Home entertainment areas, with incredible sound and video systems that include the latest in home theatre standards such as Prologic, THX, and AC-3, are becoming popular.
Liz and Ernie Pyle moved from English Hill into a home in Stanwood last February. They had always wanted a home entertainment system built around a family-room concept and never had the right space, but they found it in their new home.
"For years, I have been admiring the quality of direct projection TV systems at local retail stores," said Ernie. "We wanted the ability to view regular cable TV, pay-per-view Sonics, satellite DSS, laser discs, and VCR video tapes. We invested in a big TV and a VCR in 1991, but were limited to one room and not a lot of choices."

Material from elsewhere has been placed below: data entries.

// Copyright 2025 the Trellis Authors
// SPDX-License-Identifier: Apache-2.0 OR MIT

//! Accordion: a vertically stacked set of collapsible sections.
//!
//! The [`Accordion`] owns which items are expanded, through a
//! [`SelectionManager`]. Each [`AccordionItem`] is a collapsible whose open state is
//! the accordion's selection of its value. Its parts ([`AccordionHeader`],
//! [`AccordionTrigger`], [`AccordionContent`]) are built from the item's
//! [`AccordionItemContext`].
//!
//! ```
//! use trellis_primitives::accordion::{
//!     Accordion, AccordionContent, AccordionItem, AccordionItemOptions, AccordionOptions,
//!     AccordionTrigger,
//! };
//! use trellis_primitives::polymorphic::ElementProps;
//!
//! let accordion = Accordion::new(AccordionOptions::default());
//! let item = AccordionItem::new(
//!     &accordion,
//!     AccordionItemOptions { value: "shipping".into(), ..Default::default() },
//! )?;
//! let trigger = AccordionTrigger::new(item.context(), Default::default());
//! let content = AccordionContent::new(item.context(), Default::default());
//!
//! assert!(content.render(ElementProps::new()).is_none());
//! accordion.toggle("shipping");
//!
//! let region = content.render(ElementProps::new()).expect("expanded");
//! assert_eq!(region.attr("aria-labelledby"), Some(trigger.id()));
//! # Ok::<(), trellis_primitives::Error>(())
//! ```

mod item;
mod parts;

pub use item::{AccordionItem, AccordionItemContext, AccordionItemOptions};
pub use parts::{
    AccordionContent, AccordionContentOptions, AccordionHeader, AccordionHeaderOptions,
    AccordionTrigger, AccordionTriggerOptions,
};

use alloc::format;
use alloc::rc::Rc;
use alloc::string::String;
use alloc::vec::Vec;
use core::fmt;

use trellis_event_state::event::Key;
use trellis_event_state::handlers::EventHandlers;
use trellis_focus::{Orientation, WrapMode};
use trellis_state::{GenerateId, Signal, unique_id};

use crate::interactions::Callback;
use crate::polymorphic::{Attributes, Element, ElementKind, ElementProps, Polymorphic};
use crate::selection::{ItemRegistry, SelectionManager, SelectionMode};

/// Accordion configuration.
#[derive(Clone)]
pub struct AccordionOptions {
    /// Root id. Defaults to `accordion-{unique id}`.
    pub id: Option<String>,
    /// Expanded values supplied by the caller; takes precedence over
    /// `default_value`.
    pub value: Option<Vec<String>>,
    /// Initially expanded values.
    pub default_value: Vec<String>,
    /// Allow several items to be expanded at once. Defaults to false.
    pub is_multiple: bool,
    /// Allow collapsing the last expanded item. Defaults to false; always allowed
    /// when `is_multiple` is set.
    pub is_collapsible: bool,
    /// Arrow keys wrap from the last trigger to the first. Defaults to true.
    pub should_focus_wrap: bool,
    /// Called with the expanded values after they change.
    pub on_change: Option<Callback<Vec<String>>>,
    /// Root element override; defaults to `div`.
    pub as_: Option<ElementKind>,
}

impl Default for AccordionOptions {
    fn default() -> Self {
        Self {
            id: None,
            value: None,
            default_value: Vec::new(),
            is_multiple: false,
            is_collapsible: false,
            should_focus_wrap: true,
            on_change: None,
            as_: None,
        }
    }
}

impl fmt::Debug for AccordionOptions {
    fn fmt(&self, f: &mut fmt::Formatter<'_>) -> fmt::Result {
        f.debug_struct("AccordionOptions")
            .field("id", &self.id)
            .field("value", &self.value)
            .field("default_value", &self.default_value)
            .field("is_multiple", &self.is_multiple)
            .field("is_collapsible", &self.is_collapsible)
            .field("should_focus_wrap", &self.should_focus_wrap)
            .field("as_", &self.as_)
            .finish_non_exhaustive()
    }
}

/// Accordion root state.
///
/// Cloning yields another handle to the same accordion.
#[derive(Clone)]
pub struct Accordion {
    inner: Rc<AccordionInner>,
}

struct AccordionInner {
    id: String,
    generate_id: GenerateId,
    selection: SelectionManager,
    items: ItemRegistry,
    focused_value: Signal<Option<String>>,
    wrap: WrapMode,
    on_change: Option<Callback<Vec<String>>>,
    polymorphic: Polymorphic,
}

impl Accordion {
    /// Create an accordion.
    pub fn new(options: AccordionOptions) -> Self {
        let id = options
            .id
            .unwrap_or_else(|| format!("accordion-{}", unique_id()));
        let mode = if options.is_multiple {
            SelectionMode::Multiple
        } else {
            SelectionMode::Single
        };
        let initial = options.value.unwrap_or(options.default_value);
        let allows_empty = options.is_multiple || options.is_collapsible;
        Self {
            inner: Rc::new(AccordionInner {
                generate_id: GenerateId::fixed(id.clone()),
                id,
                selection: SelectionManager::new(mode, allows_empty, initial),
                items: ItemRegistry::new(),
                focused_value: Signal::new(None),
                wrap: if options.should_focus_wrap {
                    WrapMode::Wrap
                } else {
                    WrapMode::Never
                },
                on_change: options.on_change,
                polymorphic: Polymorphic::new(ElementKind::Div, options.as_),
            }),
        }
    }

    /// The root id.
    pub fn id(&self) -> &str {
        &self.inner.id
    }

    /// The id of `part`, scoped to the root id.
    pub fn generate_id(&self, part: &str) -> String {
        self.inner.generate_id.generate(part)
    }

    /// The expansion state.
    pub fn selection_manager(&self) -> &SelectionManager {
        &self.inner.selection
    }

    /// The mounted items.
    pub fn items(&self) -> &ItemRegistry {
        &self.inner.items
    }

    /// Whether the item with `value` is expanded.
    pub fn is_expanded(&self, value: &str) -> bool {
        self.inner.selection.is_selected(value)
    }

    /// Expanded values, sorted.
    pub fn expanded_values(&self) -> Vec<String> {
        self.inner.selection.selected_keys()
    }

    /// Expand or collapse `value`. Returns whether anything changed.
    ///
    /// Collapsing the last expanded item of a non-collapsible accordion is refused.
    pub fn set_expanded(&self, value: &str, expanded: bool) -> bool {
        let selection = &self.inner.selection;
        let changed = if expanded {
            selection.select(value)
        } else {
            selection.deselect(value)
        };
        if changed {
            self.notify_change();
        }
        changed
    }

    /// Flip the expansion of `value`.
    pub fn toggle(&self, value: &str) -> bool {
        self.set_expanded(value, !self.is_expanded(value))
    }

    /// Replace the expanded values as a caller-owned value would, without calling
    /// `on_change`.
    pub fn set_value(&self, values: impl IntoIterator<Item = impl Into<String>>) -> bool {
        self.inner.selection.replace(values)
    }

    /// The value of the item whose trigger has focus.
    pub fn focused_value(&self) -> Option<String> {
        self.inner.focused_value.get()
    }

    /// Record which trigger has focus.
    pub fn set_focused_value(&self, value: Option<String>) {
        self.inner.focused_value.set(value);
    }

    /// Move focus from the trigger of `from` according to `key`.
    ///
    /// ArrowDown/ArrowUp move to the next/previous enabled trigger, Home/End to the
    /// first/last. Returns the newly focused value, which the host should focus.
    pub fn navigate(&self, from: &str, key: Key) -> Option<String> {
        let navigation = Orientation::Vertical.navigation_for(key)?;
        let target = self
            .inner
            .items
            .navigate(Some(from), navigation, self.inner.wrap)?;
        tracing::debug!(from, to = %target, "accordion focus move");
        self.set_focused_value(Some(target.clone()));
        Some(target)
    }

    /// Render the root element.
    pub fn render(&self, props: ElementProps) -> Element {
        let own = Attributes::new().with("id", self.inner.id.clone());
        self.inner
            .polymorphic
            .render(own, props, EventHandlers::new())
    }

    fn notify_change(&self) {
        if let Some(cb) = &self.inner.on_change {
            cb(self.expanded_values());
        }
    }
}

impl fmt::Debug for Accordion {
    fn fmt(&self, f: &mut fmt::Formatter<'_>) -> fmt::Result {
        f.debug_struct("Accordion")
            .field("id", &self.inner.id)
            .field("expanded", &self.expanded_values())
            .field("items", &self.inner.items)
            .finish_non_exhaustive()
    }
}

The Pyles now have a state-of-the-art home theatre system and in-home cable distribution system using off-the-shelf components and an unconventional design methodology.
"After many false starts trying to find expertise in building such a system, we discovered Pro Comm in Lynnwood that specializes in custom audio-visual systems. My brother Jerry served as the general contractor and we designed the system with the consultants from Pro Comm and did the work ourselves.
The family room was a drab, 15'x20' space with a log-burning brick fireplace and a difficult-to-use wet bar. They wanted to the area to be functional and beautiful.
To design the room, they chose to bring together craftsmen rather than use an architect. Through a series of meetings with Pro Comm, a cabinet maker, a finish carpenter, a fireplace installer, a marble installer, and a painter contractor, Jerry took their ideas and mentally designed the complete space.
"I took my brother and sister-in-law's desires to have a gas burning fireplace, bookshelves, an electrically controlled projection screen, and the design elements used in the existing cabinets in the kitchen to create an integration of all the parts," said Jerry.
Construction took three months, with the need to accommodate the supplier's schedules.
"We started by carefully pulling up the carpet so that it could be reused. Next, we demolished the old fireplace mantle and hearth and removed the wet bar. The existing lighting and wiring was taken out. The fireplace installer used a cutting torch to remove parts of the old fireplace box so that the new gas fireplace would fit. At this time, the fireplace installer also put in a new gas supply line and new exhaust pipe," said Jerry.
Prior to the installation of the custom cabinets, the finish carpenter installed a wood valance at the ceiling to allow for new dimmable fluorescent lighting. Pro Comm installed the wiring for the home theatre, audio, telephones, modems, computer networks, and video in most rooms.
The painting contractor came in to paint the new trim and walls to match the existing colors. The cabinets were installed in two phases to accommodate the marble installation.
Indirect and spot lighting was installed in the ceiling and cabinets. All lighting is adjusted by a controller supplied by Pro Comm which allows remote control or by using push buttons on the wall. The same push buttons allow control of the screen up and down, the gas fireplace on and off, as well as the gas fireplace's two-speed fan.
"What I think is unique about this home theatre is that it is integrated into the living space of the home rather than a separate room," said Jerry.